[[ EXERCISE MATERIALS open ]]
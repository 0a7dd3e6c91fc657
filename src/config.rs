// Analysis profiles: column mapping, prompt templates and the commentary
// credential.
//
// The three upload conventions (services ledger, revenue forecast, generic
// revenue) differ only in header names and wording, so each is a preset
// profile rather than its own pipeline.

use std::collections::{BTreeMap, HashSet};
use std::fmt;
use std::path::Path;

use once_cell::sync::Lazy;
use serde::Deserialize;

use crate::error::{PipelineError, Result};
use crate::util::DecimalSeparator;

/// Placeholder substituted with the serialized data block.
pub const DATA_PLACEHOLDER: &str = "{data}";

/// Forecast horizon used when a profile does not set one.
pub const DEFAULT_HORIZON: usize = 30;

/// Maps a source header onto an internal categorical field name.
#[derive(Debug, Clone, PartialEq, Eq, Deserialize)]
pub struct CategoricalColumn {
    pub source: String,
    pub field: String,
}

impl CategoricalColumn {
    pub fn new(source: &str, field: &str) -> Self {
        Self {
            source: source.to_string(),
            field: field.to_string(),
        }
    }
}

/// Which source headers feed the timestamp, the value and the optional
/// categorical attributes.
#[derive(Debug, Clone, PartialEq, Eq, Deserialize)]
pub struct ColumnMapping {
    pub timestamp: String,
    pub value: String,
    #[serde(default)]
    pub categorical: Vec<CategoricalColumn>,
    /// Decimal separator of the value column; `,` exports read `45.000` as
    /// forty-five thousand.
    #[serde(default)]
    pub decimal_separator: DecimalSeparator,
}

impl ColumnMapping {
    pub fn new(timestamp: &str, value: &str) -> Self {
        Self {
            timestamp: timestamp.to_string(),
            value: value.to_string(),
            categorical: Vec::new(),
            decimal_separator: DecimalSeparator::Dot,
        }
    }

    pub fn with_decimal_separator(mut self, separator: DecimalSeparator) -> Self {
        self.decimal_separator = separator;
        self
    }

    pub fn with_categorical(mut self, source: &str, field: &str) -> Self {
        self.categorical.push(CategoricalColumn::new(source, field));
        self
    }

    pub fn fields(&self) -> impl Iterator<Item = &str> {
        self.categorical.iter().map(|c| c.field.as_str())
    }

    pub fn validate(&self) -> Result<()> {
        if self.timestamp.trim().is_empty() || self.value.trim().is_empty() {
            return Err(PipelineError::Config(
                "timestamp and value columns must be named".to_string(),
            ));
        }
        let mut seen = HashSet::new();
        for col in &self.categorical {
            if col.field.trim().is_empty() || !seen.insert(col.field.as_str()) {
                return Err(PipelineError::Config(format!(
                    "categorical field '{}' is blank or duplicated",
                    col.field
                )));
            }
        }
        Ok(())
    }
}

/// A system instruction plus a user template containing [`DATA_PLACEHOLDER`].
#[derive(Debug, Clone, PartialEq, Eq, Deserialize)]
pub struct PromptTemplate {
    pub system: String,
    pub user: String,
}

impl PromptTemplate {
    pub fn new(system: &str, user: &str) -> Self {
        Self {
            system: system.to_string(),
            user: user.to_string(),
        }
    }

    pub fn render(&self, data: &str) -> String {
        self.user.replace(DATA_PLACEHOLDER, data)
    }

    fn validate(&self, which: &str) -> Result<()> {
        if !self.user.contains(DATA_PLACEHOLDER) {
            return Err(PipelineError::Config(format!(
                "{} prompt must contain {}",
                which, DATA_PLACEHOLDER
            )));
        }
        Ok(())
    }
}

#[derive(Debug, Clone, PartialEq, Deserialize)]
pub struct AnalysisProfile {
    pub name: String,
    pub mapping: ColumnMapping,
    pub seasonal_prompt: PromptTemplate,
    pub forecast_prompt: PromptTemplate,
    /// Selector label meaning "no constraint".
    #[serde(default = "default_all_label")]
    pub all_label: String,
    pub model: String,
    #[serde(default = "default_horizon")]
    pub horizon: usize,
}

fn default_all_label() -> String {
    "All".to_string()
}

fn default_horizon() -> usize {
    DEFAULT_HORIZON
}

impl AnalysisProfile {
    /// Look up a built-in profile by name.
    pub fn preset(name: &str) -> Result<Self> {
        PRESETS
            .get(name)
            .cloned()
            .ok_or_else(|| PipelineError::Config(format!("unknown profile '{}'", name)))
    }

    pub fn preset_names() -> Vec<&'static str> {
        PRESETS.keys().copied().collect()
    }

    pub fn from_json_str(json: &str) -> Result<Self> {
        let profile: Self = serde_json::from_str(json)?;
        profile.validate()?;
        Ok(profile)
    }

    pub fn from_json_file(path: &Path) -> Result<Self> {
        let content = std::fs::read_to_string(path).map_err(|source| PipelineError::FileRead {
            path: path.to_path_buf(),
            source,
        })?;
        Self::from_json_str(&content)
    }

    pub fn validate(&self) -> Result<()> {
        self.mapping.validate()?;
        self.seasonal_prompt.validate("seasonal")?;
        self.forecast_prompt.validate("forecast")?;
        if self.horizon == 0 {
            return Err(PipelineError::Config("horizon must be positive".to_string()));
        }
        Ok(())
    }
}

/// Credential for the commentary service. `Debug` never prints the key.
#[derive(Clone, PartialEq, Eq)]
pub struct ApiKey(String);

impl ApiKey {
    /// `source` names where the key came from, for the error message.
    pub fn new(key: Option<String>, source: &str) -> Result<Self> {
        match key {
            Some(k) if !k.trim().is_empty() => Ok(Self(k.trim().to_string())),
            _ => Err(PipelineError::MissingCredential(source.to_string())),
        }
    }

    pub fn expose(&self) -> &str {
        &self.0
    }
}

impl fmt::Debug for ApiKey {
    fn fmt(&self, f: &mut fmt::Formatter<'_>) -> fmt::Result {
        f.write_str("ApiKey(***)")
    }
}

const SERVICES_SEASONAL_USER: &str = "Eres un analista experto en servicios de belleza y comportamiento estacional.

Analiza el comportamiento de ingresos según el siguiente resumen estadístico:

{data}

Incluye:
- Tendencias generales
- Patrones estacionales (meses, días)
- Sedes o manicuristas destacadas
- Cambios relevantes en el comportamiento
- Recomendaciones para optimizar horarios o promociones";

const SERVICES_FORECAST_USER: &str = "Eres un analista financiero especializado en proyección de ingresos. Con base en el siguiente pronóstico, entrega:
- Resumen de las tendencias esperadas
- Fluctuaciones o anomalías clave
- Riesgos o incertidumbres que puedan afectar el pronóstico
- Resumen ejecutivo conciso

Datos del pronóstico en JSON:
{data}";

const REVENUE_SEASONAL_USER: &str = "You are a revenue analyst specializing in seasonal behaviour.

Analyze revenue based on the following statistical summary:

{data}

Include:
- Overall trends
- Seasonal patterns (months, weekdays)
- Notable categories or locations
- Anomalies or relevant changes
- Recommendations for scheduling and promotions";

const FORECAST_USER: &str = "You are a Financial Analyst specializing in revenue forecasting. Based on the following forecast data, provide:
- Summary of expected trends.
- Key fluctuations or anomalies.
- Risks or uncertainties that could affect the forecast.
- Executive summary in a concise style.

Here is the forecast data in JSON:
{data}";

static PRESETS: Lazy<BTreeMap<&'static str, AnalysisProfile>> = Lazy::new(|| {
    let forecast_prompt = PromptTemplate::new(
        "You are a forecasting expert for financial planning.",
        FORECAST_USER,
    );
    let revenue_seasonal = PromptTemplate::new(
        "You are an expert analyst of revenue seasonality.",
        REVENUE_SEASONAL_USER,
    );

    let services = AnalysisProfile {
        name: "services".to_string(),
        mapping: ColumnMapping::new("FECHA", "VALOR SERVICIO ($)")
            .with_categorical("CATEGORIA SERVICIO", "categoria")
            .with_categorical("MANICURISTA", "manicurista")
            .with_categorical("SEDE", "sede")
            .with_categorical("FORMA DE PAGO", "pago"),
        seasonal_prompt: PromptTemplate::new(
            "Eres un analista experto en negocios de belleza y servicios.",
            SERVICES_SEASONAL_USER,
        ),
        forecast_prompt: PromptTemplate::new(
            "Eres un experto en pronósticos para planeación financiera.",
            SERVICES_FORECAST_USER,
        ),
        all_label: "Todas".to_string(),
        model: "llama-3.3-70b-versatile".to_string(),
        horizon: DEFAULT_HORIZON,
    };

    let forecast = AnalysisProfile {
        name: "forecast".to_string(),
        mapping: ColumnMapping::new("Date", "Revenue"),
        seasonal_prompt: revenue_seasonal.clone(),
        forecast_prompt: forecast_prompt.clone(),
        all_label: default_all_label(),
        model: "llama3-8b-8192".to_string(),
        horizon: DEFAULT_HORIZON,
    };

    let revenue = AnalysisProfile {
        name: "revenue".to_string(),
        mapping: ColumnMapping::new("Date", "Revenue")
            .with_categorical("Category", "category")
            .with_categorical("Location", "location"),
        seasonal_prompt: revenue_seasonal,
        forecast_prompt,
        all_label: default_all_label(),
        model: "llama-3.3-70b-versatile".to_string(),
        horizon: DEFAULT_HORIZON,
    };

    BTreeMap::from([
        ("services", services),
        ("forecast", forecast),
        ("revenue", revenue),
    ])
});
[[ EXERCISE MATERIALS closed ]]
* [WORK TO BE COMPLETED]: Using only the data above, copy out the lines that include the word "comportamiento".

* [REPLY TO THE TASK]:
const SERVICES_SEASONAL_USER: &str = "Eres un analista experto en servicios de belleza y comportamiento estacional.
Analiza el comportamiento de ingresos según el siguiente resumen estadístico:
- Cambios relevantes en el comportamiento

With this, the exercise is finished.